| Records contained in a dataset |
☆ ☆ ☆
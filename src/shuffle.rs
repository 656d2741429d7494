//! Implements the shuffle phase: merging the sorted outputs of all map partitions and cutting
//! the result into groups of equal keys.
//!
//! Only one worker shuffles. Groups are handed to the reduce queue as soon as they are
//! complete, so the other workers can start reducing while the merge is still running.

use std::iter::Peekable;
use std::mem;

use log::{debug, trace};

use crate::error::{MRError, MRResult};
use crate::mapreducer::{Group, MapRecord, MapReducer};
use crate::parameters::MergeStrategy;
use crate::record_types::{MultiRecord, Record};
use crate::shard_merge::ShardMergeIterator;
use crate::sort::{keys_equal, sort_records};
use crate::util::lock;
use crate::worker::JobContext;

/// Iterator adapter: Converts an Iterator<Item=Record> into an Iterator<Item=MultiRecord> by
/// grouping subsequent records with equal keys (as derived from `less`).
/// The original iterator must yield records in sorted order (or at least in an order where
/// equal items are adjacent).
pub struct RecordsToMultiRecords<'a, K, V, It: Iterator<Item = Record<K, V>>> {
    it: Peekable<It>,
    less: &'a dyn Fn(&K, &K) -> bool,
    /// Efficiency knob: How big groups of records are expected to be. Default is 1.
    expected_group_size: usize,
}

impl<'a, K, V, It: Iterator<Item = Record<K, V>>> RecordsToMultiRecords<'a, K, V, It> {
    pub fn new(it: It, less: &'a dyn Fn(&K, &K) -> bool, egs: usize) -> Self {
        RecordsToMultiRecords {
            it: it.peekable(),
            less,
            expected_group_size: egs.max(1),
        }
    }
}

impl<'a, K, V, It: Iterator<Item = Record<K, V>>> Iterator for RecordsToMultiRecords<'a, K, V, It> {
    type Item = MultiRecord<K, V>;
    fn next(&mut self) -> Option<Self::Item> {
        let mut collection = Vec::with_capacity(self.expected_group_size);
        let first = self.it.next()?;
        let key = first.key;
        collection.push(first.value);

        while let Some(r) = self.it.next_if(|r| keys_equal(&self.less, &key, &r.key)) {
            collection.push(r.value);
        }

        Some(MultiRecord::new(key, collection))
    }
}

/// Runs the shuffle on the elected worker, after all workers passed the barrier.
/// Publishes every group to the job's reduce queue and returns the number of groups.
pub fn shuffle<MR: MapReducer>(mr: &MR, ctx: &JobContext<MR>) -> MRResult<usize> {
    let buffers: Vec<Vec<MapRecord<MR>>> = ctx.handoff
                                              .iter()
                                              .map(|slot| mem::take(&mut *lock(slot)))
                                              .collect();
    let records: usize = buffers.iter().map(Vec::len).sum();
    debug!("shuffling {} records from {} partitions ({:?})",
           records,
           buffers.len(),
           ctx.params.merge);

    let key_less = |a: &MR::Key, b: &MR::Key| mr.key_less(a, b);
    let record_less = |a: &MapRecord<MR>, b: &MapRecord<MR>| mr.key_less(&a.key, &b.key);

    let merged: Box<dyn Iterator<Item = MapRecord<MR>> + '_> = match ctx.params.merge {
        MergeStrategy::MergeTree => {
            Box::new(ShardMergeIterator::build(buffers.into_iter().map(Vec::into_iter), &record_less))
        }
        MergeStrategy::ConcatSort => {
            let mut all = Vec::with_capacity(records);
            for mut b in buffers {
                all.append(&mut b);
            }
            sort_records(&mut all, &key_less);
            Box::new(all.into_iter())
        }
    };

    let groups = RecordsToMultiRecords::new(merged, &key_less, ctx.params.reduce_group_prealloc_size);
    for group in groups {
        if ctx.is_abandoned() {
            return Err(MRError::Abandoned);
        }
        publish::<MR>(ctx, group);
    }

    let progress = ctx.queue.close_production();
    debug!("shuffle produced {} groups", progress.total.unwrap_or(0));
    ctx.report_reduce(progress);
    Ok(progress.total.unwrap_or(0))
}

fn publish<MR: MapReducer>(ctx: &JobContext<MR>, group: Group<MR>) {
    trace!("publishing group of {} values", group.len());
    ctx.queue.publish(group);
}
☆ ☆ ☆
| Your goal |
Would you retype the lines above from the one with "let progress = ctx.queue.close_production();" down to the one with "MapReducer>(ctx: &JobContext<MR>, group: Group<MR>)", word for word, both ends included and no other lines?

| Worked solution |
    let progress = ctx.queue.close_production();
    debug!("shuffle produced {} groups", progress.total.unwrap_or(0));
    ctx.report_reduce(progress);
    Ok(progress.total.unwrap_or(0))
}

fn publish<MR: MapReducer>(ctx: &JobContext<MR>, group: Group<MR>) {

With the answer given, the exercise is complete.